Finally, we analyzed different profitability values and determined that, on average, the Highs group has a lower level of government subsidy intensity than the Lows group, suggesting that Lows group companies are more easily funded. From the perspective of environmental benefit, the environmental benefit of the Lows group is better. On an average Gti basis, the Highs group has significantly higher green technology innovation value (Gti) than the Lows group.

3.4. Stability Test of Variables

Here, ADF method is used to test the element root of each variable, and the results are shown in Table 3:
Table 3 shows that under the condition of 5% significance, the undeniable existence of unit root is demonstrated when the government’s low-carbon subsidy (Sub), green technology innovation (Gti), environmental performance (EP), enterprise size (Aversize), asset growth (Grow), profitability (Nsale) and other sequences are tested. However, the results of testing the first-order difference of each period sequence are contrary to the basic assumption that there is a unit root. It follows that all time series are unstable.

3.5. Co-Linearity Test

The model in this paper contains several variables, so the problem of multicollinearity needs to be tested, and here the variance inflation factor is proposed to be diagnosed. The specific diagnostic results are shown in Table 4.
By calculating the VIF (variance inflation factor) values of each independent variable of the linear panel model, it can be seen that the VIF values of all the independent variables are within 3.5. When the amount of data is sufficient, VIF < 10 and is considered to be free from severe multicollinearity, which indicates that there is no multicollinearity among the independent variables of the stepwise regression model and the model is reasonably reliable.

4. Empirical Analysis

Government subsidies may have different effects on companies with different sizes, asset growth and profitability. This paper classifies companies with different sizes, asset growth and profitability through the analysis of the whole sample. On the one hand, the average size of a company (size heterogeneous grouping variable) reflects the development degree of a company in the past; on the other hand, it is also the most recognizable characteristic of an enterprise in different life cycles. The asset growth (the heterogeneous grouping variable of asset growth) can better reflect the potential value of the company value. Profitability (the heterogeneous grouping variable of profitability) is the main indicator of the company’s future development.

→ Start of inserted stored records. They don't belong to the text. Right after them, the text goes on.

//! SSH transport implementation using russh.

use std::path::PathBuf;
use std::sync::{Arc, Mutex};

use log::{debug, warn};
use russh::Channel;
use russh::client::{self, Handle, Msg};
use russh::keys::{PrivateKeyWithHashAlg, PublicKey, load_secret_key};
use secrecy::ExposeSecret;

use super::config::{AuthMethod, HostKeyVerification, SshConfig};
use crate::error::{Result, TransportError};

/// SSH transport wrapping russh client.
pub struct SshTransport {
    /// The russh session handle.
    session: Handle<SshHandler>,

    /// Terminal dimensions requested for every PTY.
    terminal_width: u32,
    terminal_height: u32,
}

impl SshTransport {
    /// Connect to the SSH server and authenticate.
    pub async fn connect(config: &SshConfig) -> Result<Self> {
        let ssh_config = Arc::new(client::Config {
            inactivity_timeout: Some(config.timeout),
            ..Default::default()
        });

        let host_key_error: Arc<Mutex<Option<TransportError>>> = Arc::new(Mutex::new(None));

        let handler = SshHandler {
            host: config.host.clone(),
            port: config.port,
            host_key_verification: config.host_key_verification,
            known_hosts_path: config.known_hosts_path.clone(),
            host_key_error: host_key_error.clone(),
        };

        debug!("Connecting to {}", config.socket_addr());

        let mut session = tokio::time::timeout(
            config.timeout,
            client::connect(ssh_config, (config.host.as_str(), config.port), handler),
        )
        .await
        .map_err(|_| TransportError::Timeout(config.timeout))?
        .map_err(|e| {
            // Prefer the detailed host-key error over russh's generic UnknownKey
            match host_key_error.lock().ok().and_then(|mut slot| slot.take()) {
                Some(hk_err) => hk_err,
                None => TransportError::Ssh(e),
            }
        })?;

        Self::authenticate(&mut session, config).await?;

        Ok(Self {
            session,
            terminal_width: config.terminal_width,
            terminal_height: config.terminal_height,
        })
    }

    /// Open a new PTY channel with an interactive shell on this connection.
    pub async fn open_channel(&self) -> Result<Channel<Msg>> {
        let channel = self
            .session
            .channel_open_session()
            .await
            .map_err(TransportError::Ssh)?;

        channel
            .request_pty(
                true,
                "xterm",
                self.terminal_width,
                self.terminal_height,
                0,
                0,
                &[],
            )
            .await
            .map_err(TransportError::Ssh)?;

        channel
            .request_shell(true)
            .await
            .map_err(TransportError::Ssh)?;

        Ok(channel)
    }

    /// Authenticate with the server.
    async fn authenticate(session: &mut Handle<SshHandler>, config: &SshConfig) -> Result<()> {
        let username = config.username();
        let success = match &config.credentials.auth {
            AuthMethod::Password(password) => session
                .authenticate_password(username, password.expose_secret())
                .await
                .map_err(TransportError::Ssh)?
                .success(),
            AuthMethod::PrivateKey { path, passphrase } => {
                let key = load_secret_key(path, passphrase.as_ref().map(|p| p.expose_secret()))
                    .map_err(|e| TransportError::Key(e.to_string()))?;

                // Get the best RSA hash algorithm supported by the server
                let hash_alg = session
                    .best_supported_rsa_hash()
                    .await
                    .map_err(TransportError::Ssh)?
                    .flatten();

                session
                    .authenticate_publickey(
                        username,
                        PrivateKeyWithHashAlg::new(Arc::new(key), hash_alg),
                    )
                    .await
                    .map_err(TransportError::Ssh)?
                    .success()
            }
        };

        if !success {
            return Err(TransportError::AuthenticationFailed {
                user: username.to_string(),
            }
            .into());
        }

        Ok(())
    }

    /// Close the connection.
    pub async fn close(self) -> Result<()> {
        self.session
            .disconnect(russh::Disconnect::ByApplication, "", "en")
            .await
            .map_err(TransportError::Ssh)?;
        Ok(())
    }
}

/// SSH client handler for russh.
struct SshHandler {
    host: String,
    port: u16,
    host_key_verification: HostKeyVerification,
    known_hosts_path: Option<PathBuf>,
    /// Detailed host-key error surfaced by connect().
    host_key_error: Arc<Mutex<Option<TransportError>>>,
}

impl SshHandler {
    /// Check the host key against known_hosts.
    ///
    /// Returns `Ok(true)` if matched, `Ok(false)` if host not found,
    /// `Err(TransportError::HostKeyChanged)` if key changed.
    fn check_known_hosts(&self, pubkey: &PublicKey) -> std::result::Result<bool, TransportError> {
        let result = if let Some(ref path) = self.known_hosts_path {
            russh::keys::check_known_hosts_path(&self.host, self.port, pubkey, path)
        } else {
            russh::keys::check_known_hosts(&self.host, self.port, pubkey)
        };

        match result {
            Ok(matched) => Ok(matched),
            Err(russh::keys::Error::KeyChanged { line }) => Err(TransportError::HostKeyChanged {
                host: self.host.clone(),
                port: self.port,
                line,
            }),
            Err(e) => Err(TransportError::KnownHosts(e.to_string())),
        }
    }

    /// Save a new host key to known_hosts.
    fn learn_host_key(&self, pubkey: &PublicKey) -> std::result::Result<(), TransportError> {
        let result = if let Some(ref path) = self.known_hosts_path {
            russh::keys::known_hosts::learn_known_hosts_path(&self.host, self.port, pubkey, path)
        } else {
            russh::keys::known_hosts::learn_known_hosts(&self.host, self.port, pubkey)
        };

        result.map_err(|e| TransportError::KnownHosts(e.to_string()))
    }

    fn reject(&self, err: TransportError) -> bool {
        if let Ok(mut slot) = self.host_key_error.lock() {
            *slot = Some(err);
        }
        false
    }
}

impl client::Handler for SshHandler {
    type Error = russh::Error;

    async fn check_server_key(
        &mut self,
        server_public_key: &PublicKey,
    ) -> std::result::Result<bool, Self::Error> {
        match self.host_key_verification {
            HostKeyVerification::Disabled => Ok(true),

            HostKeyVerification::AcceptNew => match self.check_known_hosts(server_public_key) {
                Ok(true) => Ok(true),
                Ok(false) => {
                    if let Err(e) = self.learn_host_key(server_public_key) {
                        warn!("Failed to save host key for {}: {}", self.host, e);
                    }
                    Ok(true)
                }
                Err(e) => Ok(self.reject(e)),
            },

            HostKeyVerification::Strict => match self.check_known_hosts(server_public_key) {
                Ok(true) => Ok(true),
                Ok(false) => Ok(self.reject(TransportError::HostKeyUnknown {
                    host: self.host.clone(),
                    port: self.port,
                })),
                Err(e) => Ok(self.reject(e)),
            },
        }
    }
}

To put it simply, the three groups of variables are classified according to the past and future development situations, and their mutual relations are explored, and exploratory research is carried out in the aspects of goal setting, goal realization path, resource internalization path, resource allocation angle and so on.

4.1. GMM Estimation of Firm Size Heterogeneity

Based on the heterogeneity of company size, the estimated GMM values for the two types of Lows and Highs are shown in Table 5.
By comparing the GMM estimates of the three models, the following conclusions are drawn: First, with current Sub as the variable, the Lows group only has one Sub which has a significant positive effect on its own value. This indicates that, compared with large companies, government subsidies for small enterprises are more sustainable, that is, the higher the intensity of government subsidies received in the early stage, the easier it is to obtain high-intensity research subsidies in the current period. In addition, regardless of the company’s size, early profitability and environmental performance were not important factors in the current period of government subsidies.
Second, when Gti is taken as a variable, all the variables in the previous stage have a significant positive effect on Gti. The positive effect of Highs on Gti is not obvious. However, EP and Gti have obvious positive influences on the Gti of this period. In the Lows group, the influence of early Gti and Sub on current Gti is not obvious, while the influence of EP on Gti is obviously greater than that of the Highs group. As can be seen from the above table, the green technology innovation ability of large enterprises is relatively sustainable, and the environmental performance in the previous stage can also promote the improvement of their green technology innovation ability. In small enterprises, the environmental performance in the previous stage has a significant positive impact on the company’s green technology innovation ability. Among them, none of the government subsidies will improve our green technology innovation ability.
Finally, with the current EP as the dependent variable, all the three variables in the last stage produced a significant positive effect on environmental performance, while in the Highs group, the company’s early EP had no significant positive effect on the current period. Both Gti and Sub of the previous stage had a higher positive effect on the current EP than the Lows group. In the Lows group, early Sub had no significant positive effect on EP, but previous EP and Gti had significant positive effect on EP.
The above results show that, on the whole, the larger the government subsidy, the stronger the current environmental performance and technological innovation ability, the more obvious the improvement effect on environmental benefits. In other words, the government subsidy can improve the company’s green technology innovation ability and environmental performance, and the impact on the latter is more obvious. Large companies are efficiently using and rationally allocating external resources (government subsidies) and internal resources (green technology innovation) to promote enterprise development; small companies, on the other hand, have shown greater sustainability in their growth drive and a greater focus on using their own internal resources (green technologies) to improve environmental performance.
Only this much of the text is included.